PARIS - PSA Peugeot Citroen cruised past sputtering regional rivals with a leap in 2002 operating profit on Wednesday, but cautioned that a faltering European market could cap margins this year.
Europe's second-biggest carmaker met an operating margin target of 5 percent for its core car division and said it would maintain or slightly increase this in 2003 despite betting the European market would dip between 0 percent to 2 percent.
That was a touch more upbeat than domestic rival Renault, whose shares were pounded after it said on Tuesday its profit margin would be flat this year despite hopes a welter of snazzy new models would help it buck tough conditions.
Analysts cheered PSA's solid performance in 2002, but the stock dipped 2 percent in line with the European sector, as signs the already wobbly car market still has some way to fall rattled investors anew.
"The fact they aim to nudge up their margin in what looks set to be a tough year shows they are one step ahead of the other mass makers," said autos analyst Robert Ashton at Commerzbank, who rated the stock "accumulate."
BLEAK EUROPEAN MARKET
PSA said net profit was flat at a forecast-lagging 1.69 billion euros in 2002, partly due to an early retirement charge and a difficult comparison after a one-off gain boosted last year's figure.
Operating profit rose to 2.91 billion from 2.65 billion in 2001 -- at the top end of market forecasts -- on sales of 54.44 billion euros compared with 51.66 billion.
PSA, hailed by analysts as Europe's most profitable mass carmaker, said it aimed to boost operating profit in 2003 to 3.0 billion euros to 3.1 billion euros thanks to cost-cutting, expansion outside Europe, and the ongoing success of hit models.
Chairman Jean-Martin Folz said the European car market was likely to dip between 0 percent and 2 percent in 2003, "excluding any major economic turmoil from international events."
"In an absolute nightmare scenario, it could fall as much as 10 to 15 percent, although this is not what I imagine," Folz told a news conference. "PSA is well placed to weather such a crisis since we could easily cut production and remain profitable."
Renault forecast a 2 percent dip in western European sales, with a worst case scenario of 6 percent or 7 percent.
The industry will get a picture of how January went when figures for Western European car registrations for the first month of the year are published on Thursday.
UPBEAT ON SALES
PSA posted another year of record unit sales in 2002 and vowed to do the same again this year despite tough competition from Renault and Volkswagen, which both launch new models that could prove a hit with motorists.
Volkswagen is due to report annual results next week.
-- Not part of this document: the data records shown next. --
use chrono::{DateTime, Utc};
use sea_orm::entity::prelude::*;
use serde::{Deserialize, Serialize};
use uuid::Uuid;

/// A physical shipping unit within an order. Boxes are numbered densely
/// from 1 within their order.
#[derive(Clone, Debug, PartialEq, Eq, DeriveEntityModel, Serialize, Deserialize)]
#[sea_orm(table_name = "order_boxes")]
pub struct Model {
    #[sea_orm(primary_key, auto_increment = false)]
    pub id: Uuid,
    pub order_id: Uuid,
    pub box_number: i32,
    pub outbound_waybill: Option<String>,
    pub sample_waybill: Option<String>,
    pub barcode_sequence: Option<String>,
    pub barcode_start: Option<String>,
    pub barcode_end: Option<String>,
    pub barcode_count: Option<i32>,
    pub outbound_label_generated: bool,
    pub outbound_label_generated_at: Option<DateTime<Utc>>,
    pub sample_label_generated: bool,
    pub sample_label_generated_at: Option<DateTime<Utc>>,
    pub created_at: DateTime<Utc>,
}

#[derive(Copy, Clone, Debug, EnumIter, DeriveRelation)]
pub enum Relation {
    #[sea_orm(
        belongs_to = "super::order::Entity",
        from = "Column::OrderId",
        to = "super::order::Column::Id"
    )]
    Order,
    #[sea_orm(has_many = "super::box_document::Entity")]
    Documents,
}

impl Related<super::order::Entity> for Entity {
    fn to() -> RelationDef {
        Relation::Order.def()
    }
}

impl Related<super::box_document::Entity> for Entity {
    fn to() -> RelationDef {
        Relation::Documents.def()
    }
}

impl ActiveModelBehavior for ActiveModel {}
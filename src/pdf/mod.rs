//! Single-page PDF document generation.
//!
//! `layout` provides the cursor-based page composer; `labels` holds the
//! pure renderers for box content labels and the non-ADR declaration.

pub mod labels;
pub mod layout;

pub use labels::{
    render_non_adr_declaration, render_outbound_content_label, render_sample_content_label,
    ContractInfo, GeneratedDocument, KitItemLine, LabelOptions, NonAdrDeclarationData,
    OutboundContentLabelData, SampleContentLabelData,
};
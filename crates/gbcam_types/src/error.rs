//! Error types for grid validation, palette handling and the pipeline.

use thiserror::Error;

/// Errors raised when an indexed pixel grid violates its invariants
#[derive(Debug, Clone, PartialEq, Eq, Error)]
pub enum GridError {
	/// Pixel count does not match the grid geometry
	#[error("Invalid grid length: expected {expected} pixels, got {actual} pixels")]
	InvalidLength {
		/// Expected number of pixels
		expected: usize,
		/// Actual number of pixels
		actual: usize,
	},

	/// A pixel holds a value outside the four-tone range
	#[error("Tone out of range at pixel {index}: {value} (valid tones are 0-3)")]
	ToneOutOfRange {
		/// Position of the offending pixel in row-major order
		index: usize,
		/// Offending value
		value: u8,
	},

	/// Grid extents are zero or odd
	#[error("Invalid grid dimensions {width}x{height}: both extents must be even and non-zero")]
	InvalidDimensions {
		/// Requested width
		width: usize,
		/// Requested height
		height: usize,
	},
}

/// Errors that can occur when building, loading or resolving palettes
#[derive(Debug, Error)]
pub enum PaletteError {
	/// A palette did not hold exactly four colors
	#[error("Invalid palette: expected {expected} colors, got {actual}")]
	WrongEntryCount {
		/// Expected number of colors
		expected: usize,
		/// Actual number of colors
		actual: usize,
	},

	/// A color component does not fit in 8 bits
	#[error("Color component {channel} out of range: {value} (valid range is 0-255)")]
	ComponentOutOfRange {
		/// Channel name (`r`, `g` or `b`)
		channel: char,
		/// Offending value
		value: i64,
	},

	/// No palette is registered under the requested identifier
	#[error("Unknown palette: {0:?}")]
	UnknownPalette(String),

	/// Rendering was requested without selecting a palette
	#[error("No palette selected")]
	NoPaletteSelected,

	/// Malformed palette registry document
	#[error(transparent)]
	Json(#[from] serde_json::Error),

	/// IO error
	#[error(transparent)]
	IOError(#[from] std::io::Error),
}

/// Unified error type for operations that touch both grids and palettes
#[derive(Debug, Error)]
pub enum Error {
	/// Grid validation error
	#[error(transparent)]
	Grid(#[from] GridError),

	/// Palette error
	#[error(transparent)]
	Palette(#[from] PaletteError),
}
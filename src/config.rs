//! Pipeline configuration.
//!
//! A pipeline is described by a TOML file, optionally overridden by
//! environment variables with the `GBCAM_` prefix:
//!
//! ```toml
//! effects = ["zoom", "invert"]
//! palette = "dmg"
//! palettes_file = "palettes.json"
//! ```
//!
//! `GBCAM_PALETTE=pocket` replaces the palette and `GBCAM_EFFECTS=tile,invert`
//! replaces the effect list.

use std::path::{Path, PathBuf};

use config::{Config, Environment, File, FileFormat};
use log::debug;
use serde::{Deserialize, Serialize};
use thiserror::Error;

use gbcam_internal::{PaletteError, PaletteRegistry, Pipeline};

/// Prefix of environment variables read by [`PipelineConfig::load`]
pub const ENV_PREFIX: &str = "GBCAM";

/// Errors that can occur while loading a pipeline configuration
#[derive(Debug, Error)]
pub enum ConfigError {
	/// Configuration source could not be read or deserialized
	#[error(transparent)]
	Source(#[from] config::ConfigError),

	/// Palettes file could not be loaded
	#[error(transparent)]
	Registry(#[from] PaletteError),
}

/// Effect chain, palette selection and extra palettes.
#[derive(Debug, Clone, Default, PartialEq, Eq, Serialize, Deserialize)]
#[serde(default)]
pub struct PipelineConfig {
	/// Effect names, applied in order
	pub effects: Vec<String>,
	/// Palette identifier used for rendering
	pub palette: Option<String>,
	/// JSON palette registry merged over the built-in palettes
	pub palettes_file: Option<PathBuf>,
}

impl PipelineConfig {
	/// Loads a configuration file, layered with `GBCAM_*` environment variables.
	pub fn load<P: AsRef<Path>>(path: P) -> Result<Self, ConfigError> {
		Self::load_layered(path.as_ref(), environment())
	}

	fn load_layered(path: &Path, environment: Environment) -> Result<Self, ConfigError> {
		debug!("Loading pipeline configuration from {}", path.display());
		let settings = Config::builder()
			.add_source(File::from(path).format(FileFormat::Toml))
			.add_source(environment)
			.build()?;
		Ok(settings.try_deserialize()?)
	}

	/// Parses a configuration from TOML text, without environment overrides.
	pub fn from_toml_str(toml: &str) -> Result<Self, ConfigError> {
		let settings = Config::builder().add_source(File::from_str(toml, FileFormat::Toml)).build()?;
		Ok(settings.try_deserialize()?)
	}

	/// Builds the palette registry: built-in palettes, then the palettes file if any.
	pub fn registry(&self) -> Result<PaletteRegistry, ConfigError> {
		let mut registry = PaletteRegistry::builtin();
		if let Some(path) = &self.palettes_file {
			registry.merge(PaletteRegistry::from_file(path)?);
		}
		Ok(registry)
	}

	/// Builds the pipeline described by this configuration.
	pub fn pipeline(&self) -> Pipeline {
		let pipeline = Pipeline::new().with_effects(self.effects.iter().cloned());
		match &self.palette {
			Some(id) => pipeline.with_palette(id.clone()),
			None => pipeline,
		}
	}
}

fn environment() -> Environment {
	Environment::with_prefix(ENV_PREFIX)
		.try_parsing(true)
		.list_separator(",")
		.with_list_parse_key("effects")
}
PSA confirmed it is aiming to sell 3.35 million cars worldwide this year, driven by its key Peugeot 307, Citroen C3 models, and said it aimed to swell market share to 10 percent in every European country except Germany by 2004.
"Not only will we achieve this, but we are already ahead on the plan," he said, shrugging off analyst worries sales targets were over-ambitious in a year when competition will be tough.
Folz also confirmed PSA aimed to sell four million vehicles in 2006, raising operating margin in the car unit to 6 percent.
Much of the boost in profitability would continue to come from cost savings, which PSA has pledged will yield one billion euros by 2006, thanks to better manufacturing efficiency and by sharing parts across model lines.
"PSA has gained from a range of good models but they are not young any more," said West LB analyst Arndt Ellinghorst. "The results must come from increased efficiency and that is what they have shown they are working on."
PSA also said it would announce next week a new plan to build clean diesel engines with Ford Motor Co., which it hopes will make it the largest producer of the more efficient motors in the world.
Twelve analysts polled by Reuters expected PSA to post 2002 net profit of 1.801 billion euros, compared with 1.691 billion the previous year and operating profit of 2.85 billion versus 2.652, and to comfortably meet its margin target.